Mr Finlay said while the cardiac pacemaker - which is covered by health insurers - was the most well-known, electrical pacing was now used for a range of conditions.
"It's not like this device is an unknown," he said.
However, this week a Bupa spokeswoman maintained the device was covered for some surgeries, but not others.
"Whilst privacy prevents us from talking about any member's particular circumstance, we can share that even though the neurostimulator is on the Department of Health's prostheses list for the treatment of other conditions, it is not on the list for the treatment of gastroparesis," the spokeswoman said.
"For safety reasons Bupa funds medical prostheses which are on the Department of Health prostheses list, and have therefore shown they comply with clinical safety standards, rather than experimental devices."
A spokeperson for the Department of Health confirmed the model of neurostimulator was on the prostheses list but in the urogenital category, meaning its use was limited to the management of faecal incontinence.
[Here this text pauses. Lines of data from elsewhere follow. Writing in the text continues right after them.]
//! HTTP API surface.
//!
//! Every route maps 1:1 onto an orchestrator operation and answers with a
//! `{"success": true, ...}` envelope, or `{"success": false, "message"}` with
//! a status derived from the error class.

use axum::Router;
use axum::extract::{Path, Query, State};
use axum::http::StatusCode;
use axum::response::{IntoResponse, Response};
use axum::routing::{get, post};
use serde::Deserialize;
use serde_json::json;
use tokio::net::TcpListener;
use tracing::info;

use wa_core::{Error, SessionManager};

pub fn router(manager: SessionManager) -> Router {
	Router::new()
		.route("/api/status", get(status))
		.route("/api/qrcode", get(qrcode))
		.route("/api/sessions", get(list_sessions).post(create_session))
		.route("/api/sessions/{name}", axum::routing::delete(delete_session))
		.route("/api/contacts", get(contacts))
		.route("/api/messages", post(send_message))
		.route("/api/check-number", get(check_number))
		.with_state(manager)
}

/// Serves the API until `shutdown` resolves, then drains all sessions.
pub async fn serve(
	manager: SessionManager,
	listener: TcpListener,
	shutdown: impl Future<Output = ()> + Send + 'static,
) -> std::io::Result<()> {
	let app = router(manager.clone());
	info!(target = "wa.http", addr = %listener.local_addr()?, "listening");

	axum::serve(listener, app.into_make_service())
		.with_graceful_shutdown(shutdown)
		.await?;

	info!(target = "wa.http", "shutdown signal received; draining sessions");
	manager.shutdown_all().await;
	Ok(())
}

/// Orchestrator error carried out of a handler.
struct ApiError(Error);

impl From<Error> for ApiError {
	fn from(err: Error) -> Self {
		Self(err)
	}
}

impl IntoResponse for ApiError {
	fn into_response(self) -> Response {
		let status = status_for(&self.0);
		let body = json!({ "success": false, "message": self.0.to_string() });
		(status, axum::Json(body)).into_response()
	}
}

fn status_for(err: &Error) -> StatusCode {
	match err {
		Error::Validation(_) => StatusCode::BAD_REQUEST,
		Error::SessionNotFound(_) => StatusCode::NOT_FOUND,
		Error::AlreadyExists(_) | Error::SessionNotReady(_) => StatusCode::CONFLICT,
		Error::QrTimeout { .. } => StatusCode::GATEWAY_TIMEOUT,
		Error::DestroyFailed { .. } | Error::Upstream(_) => StatusCode::BAD_GATEWAY,
	}
}

type ApiResult = std::result::Result<Response, ApiError>;

fn ok(body: serde_json::Value) -> Response {
	axum::Json(body).into_response()
}

fn default_session() -> String {
	"default".to_string()
}

#[derive(Deserialize)]
struct SessionQuery {
	#[serde(default = "default_session")]
	session: String,
}

async fn status(State(manager): State<SessionManager>) -> Response {
	ok(json!({
		"status": "API Online",
		"sessions": manager.registry().len(),
		"clients": manager.registry().names(),
	}))
}

async fn qrcode(
	State(manager): State<SessionManager>,
	Query(query): Query<SessionQuery>,
) -> ApiResult {
	let payload = manager.await_qr(&query.session).await?;
	Ok(ok(json!({
		"success": true,
		"session": query.session,
		"qrCode": payload,
	})))
}

async fn list_sessions(State(manager): State<SessionManager>) -> Response {
	ok(json!({
		"success": true,
		"sessions": manager.registry().summaries(),
	}))
}

#[derive(Deserialize)]
#[serde(rename_all = "camelCase")]
struct CreateSessionBody {
	#[serde(default)]
	session_name: String,
}

async fn create_session(
	State(manager): State<SessionManager>,
	axum::Json(body): axum::Json<CreateSessionBody>,
) -> ApiResult {
	manager.create_session(&body.session_name)?;
	let body = json!({
		"success": true,
		"message": "Session created. Scan the QR code to connect.",
	});
	Ok((StatusCode::CREATED, axum::Json(body)).into_response())
}

async fn delete_session(
	State(manager): State<SessionManager>,
	Path(name): Path<String>,
) -> ApiResult {
	manager.destroy_session(&name).await?;
	Ok(ok(json!({
		"success": true,
		"message": format!("Session '{name}' disconnected"),
	})))
}

async fn contacts(
	State(manager): State<SessionManager>,
	Query(query): Query<SessionQuery>,
) -> ApiResult {
	let contacts = manager.list_contacts(&query.session).await?;
	Ok(ok(json!({
		"success": true,
		"total": contacts.len(),
		"contacts": contacts,
	})))
}

#[derive(Deserialize)]
struct SendMessageBody {
	#[serde(default)]
	number: String,
	#[serde(default)]
	message: String,
	#[serde(default = "default_session")]
	session: String,
}

async fn send_message(
	State(manager): State<SessionManager>,
	axum::Json(body): axum::Json<SendMessageBody>,
) -> ApiResult {
	let message_id = manager
		.send_message(&body.session, &body.number, &body.message)
		.await?;
	Ok(ok(json!({
		"success": true,
		"message": "Message sent",
		"messageId": message_id,
	})))
}

#[derive(Deserialize)]
struct CheckNumberQuery {
	#[serde(default)]
	number: String,
	#[serde(default = "default_session")]
	session: String,
}

async fn check_number(
	State(manager): State<SessionManager>,
	Query(query): Query<CheckNumberQuery>,
) -> ApiResult {
	let registered = manager.check_registered(&query.session, &query.number).await?;
	Ok(ok(json!({
		"success": true,
		"registered": registered,
	})))
}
"Private health insurers may offer ex-gratia payments for the use of certain devices and technology for patients who have appropriate insurance cover, but there is no requirement for them to pay for experimental or unproven surgery," the spokesperson said.
"Individuals requiring this treatment option are encouraged to discuss what reimbursement options may be available with their insurer."
Mr Finlay is now calling on state and federal health ministers to "close the loopholes to stop insurers backing out of claims".
"We heard from a Melbourne mother recently whose 13-year-old son also has severe gastroparesis and will need this surgery, so we're campaigning not just for Kerryn but for the next people who will encounter this situation."